SURF1 deficiency: a multi-centre natural history study
1 Mitochondrial Research Group, UCL Institute of Child Health, London, UK
2 Department of Biochemistry, University of Oxford, Oxford, UK
3 Wellcome Trust Centre for Mitochondrial Research, Newcastle University, Newcastle-upon-Tyne, UK
4 Murdoch Childrens Research Institute, Royal Children’s Hospital, Melbourne, Australia
5 Central Manchester University Hospital, Manchester, UK
6 Evelina Children’s Hospital, London, UK
7 Bristol Royal Hospital for Children, Bristol, UK
8 St George’s Hospital NHS Trust, London, UK
9 Neurometabolic Unit, National Hospital for Neurology and Neurosurgery, London, UK
10 Southampton University Hospitals NHS Foundation Trust, Southampton, UK
11 Yorkshire Regional Genetics Service, Leeds, UK
12 Birmingham Children’s Hospital, Birmingham, UK
13 MRC Epidemiology Unit, Institute of Metabolic Science, Addenbrooke’s Hospital, Cambridge, UK
14 Women’s & Children’s Hospital, Adelaide, Australia
15 Royal Belfast Hospital for Sick Children, Belfast, Ireland
16 Metabolic Unit, Great Ormond Street Hospital, London, UK
Orphanet Journal of Rare Diseases 2013, 8:96 doi:10.1186/1750-1172-8-96Published: 5 July 2013
SURF1 deficiency, a monogenic mitochondrial disorder, is the most frequent cause of cytochrome c oxidase (COX) deficient Leigh syndrome (LS).
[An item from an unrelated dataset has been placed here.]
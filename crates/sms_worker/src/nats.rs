mod sms_notification_consumer;
mod sms_notification_service;

pub use sms_notification_consumer::*;
pub use sms_notification_service::*;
We report the first natural history study of SURF1 deficiency.
We conducted a multi-centre case notes review of 44 SURF1-deficient patients from ten different UK centres and two Australian centres. Survival data for LRPPRC-deficient LS and nuclear-encoded complex I-deficient LS patients were obtained from previous publications. The survival of SURF1-deficient patients was compared with these two groups using Kaplan-Meier survival analysis and logrank test.
The majority of patients (32/44, 73%) presented in infancy (median 9.5 months). Frequent symptoms were poor weight gain (95%, median age 10 months), hypotonia (93%, median age 14 months), poor feeding/vomiting (89%, median age 10 months), developmental delay (88%, median age 14 months), developmental regression (71%, median age 19 months), movement disorder (52%, median age 24 months), oculomotor involvement (52%, median age 29 months) and central respiratory failure (78%, median age 31 months). Hypertrichosis (41%), optic atrophy (23%), encephalopathy (20%), seizures (14%) and cardiomyopathy (2%) were observed less frequently.
Lactate was elevated in CSF (mean 4.3 mmol/L) in all patients (30/30) and in blood (mean 4.4 mmol/L) in 31/38 (81%). Fibroblast COX activity was universally decreased (25/25). Normal COX histochemistry was noted in 30% of biopsies, whereas muscle COX activity was reduced in 96% (25/26). Neuroimaging demonstrated lesions characteristic of LS in 28/33 (85%) and atypical findings in 3/33 (9%). Peripheral neuropathy was present in 13/16 (81%) (demyelinating 7/16, axonal 2/16). Kaplan-Meier analysis demonstrated that SURF1-deficient patients experience longer survival (median 5.4 years, p < 0.001) compared to LRPPRC deficiency (median 1.8 years) and nuclear-encoded complex I-deficient LS (median 1.6 years). Survival >10 years was observed in 7 patients, 6 of these patients did not experience neurological regression. The most frequent mutation was c.312_320del10insAT. Five novel mutations (c.468_469delTC, c.799_800delCT, c.575G>A (p.Arg192Gln), c.751+5G>A and c.752-2A>G) were identified.
SURF1-deficient patients have a homogeneous clinical and biochemical phenotype. Early recognition is essential to expedite diagnosis and enable prenatal diagnosis.